T.R. Bellomo1, M. Thornton1, S.K. Lella1, B. Gaston1, C. Png1, A. Gregg1, M. Eagleton1, S.D. Srivastava1, A. Dua1, N. Zacharias1  1Massachusetts General Hospital, Vascular Surgery, Boston, MA, USA

Introduction:

Peripheral arterial disease (PAD) affects over 200 million patients worldwide and 1 in 5 of those patients are claudicants in early stage disease. Severe disease is noted by the occurrence of major adverse limb events (MALE), with upwards of 50% of patients dying within one year of PAD related amputation. Open bypass procedures have historically benefitted patients, but only for patient with chronic limb ischemia when a vein is the conduit used.

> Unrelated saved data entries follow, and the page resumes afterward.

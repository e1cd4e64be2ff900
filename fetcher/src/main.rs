mod cli;

use catalog::{BuiltinCatalog, CatalogError, CatalogSource, FileCatalog};
use clap::Parser;
use cli::Cli;
use fetch_service::{Config, ConfigError, FetchError, Fetcher, RunSummary};
use std::process::ExitCode;
use tracing::{debug, error};
use tracing_subscriber::{layer::SubscriberExt, util::SubscriberInitExt};
use youtube_api::ApiError;

#[derive(Debug, thiserror::Error)]
enum AppError {
    #[error("configuration error: {0}")]
    Config(#[from] ConfigError),

    #[error("catalog error: {0}")]
    Catalog(#[from] CatalogError),

    #[error("could not set up HTTP client: {0}")]
    Client(#[from] ApiError),

    #[error(transparent)]
    Fetch(#[from] FetchError),
}

async fn run(cli: &Cli) -> Result<RunSummary, AppError> {
    // The key is checked before the catalog is read or anything is requested
    let config = Config::from_env()?;
    debug!(?config, "Loaded configuration");

    let categories = match &cli.catalog {
        Some(path) => FileCatalog::new(path).load()?,
        None => BuiltinCatalog.load()?,
    };

    let fetcher = Fetcher::new(config)?;
    Ok(fetcher.run(&categories, &cli.output).await?)
}

#[tokio::main(flavor = "current_thread")]
async fn main() -> ExitCode {
    // Before logging is set up, so RUST_LOG may come from .env
    let dotenv = dotenvy::dotenv();

    tracing_subscriber::registry()
        .with(
            tracing_subscriber::EnvFilter::try_from_default_env().unwrap_or_else(|_| {
                "fetcher=info,fetch_service=info,youtube_api=info,catalog=info".into()
            }),
        )
        .with(tracing_subscriber::fmt::layer().with_writer(std::io::stderr))
        .init();

    let cli = Cli::parse();

    match dotenv {
        Ok(path) => debug!(path = %path.display(), "Loaded .env"),
        Err(e) if e.not_found() => {}
        Err(e) => {
            error!("Failed to read .env: {e}");
            return ExitCode::FAILURE;
        }
    }

    match run(&cli).await {
        Ok(summary) => {
            println!(
                "Fetched {} videos in {} categories and saved to {}",
                summary.videos,
                summary.categories,
                cli.output.display()
            );
            ExitCode::SUCCESS
        }
        Err(e) => {
            error!("{e}");
            ExitCode::FAILURE
        }
    }
}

The two aims of this retrospective cohort study were to 1) confirm that vein is superior to non-vein conduits and to 2) create a prediction model for 30 day MALE within a population of patients with life-style limiting claudication.

Methods:

The Vascular Quality Initiative (VQI) national database was queried for all patients who underwent an infrainguinal lower extremity bypass as initial operation for their claudication between December 2004 and December 2017.  Of the 71,561 procedures, 12,469 of these procedures were initial open procedures performed for patients with lifestyle limiting claudication. Our primary outcome was 30 day MALE and the imbalance of MALE in the data was mitigated by using inverse probability weights in our generalized linear models (GLM), Random Forest (RF), ridge regression (RR), Lasso, and elastic net (EN) models. The first aim utilized conduit type as an exposure controlling for demographic variables and cardiovascular risk factors identified in the BEST-CLI clinical trial. The second aim utilized the above machine learning models to identify variables for model inclusion. From these variables, a backwards elimination algorithm was used to produce a final model on 80% of the data set and validated on 20% of the dataset for accuracy of predicting outcomes.

Results:

A total of 367 patients progressed to 30 day MALE after open surgery and less than 5% of missingness was observed. Specifically, non-spliced great saphenous vein conduit was associated with decreased 30 day MALE on multiple machine learning models (Table 1). The final model of 30-day MALE after variable selection using machine learning models included the predictors age, sex, race, BMI, coronary artery disease, diabetes, pre-operative aspirin use, pre-operative smoking, congestive heart failure, prior stroke, urgency of procedure, and conduit type. Final model characteristics included an AUC of 0.65 with a specificity of 75% and sensitivity of 51%.

Conclusions:

Use of non-spliced great saphenous vein conduit was associated with decreased 30 day MALE. We developed a model to predict 30 day MALE in claudicants undergoing open infrainguinal bypass using clinical characteristics commonly available to physicians.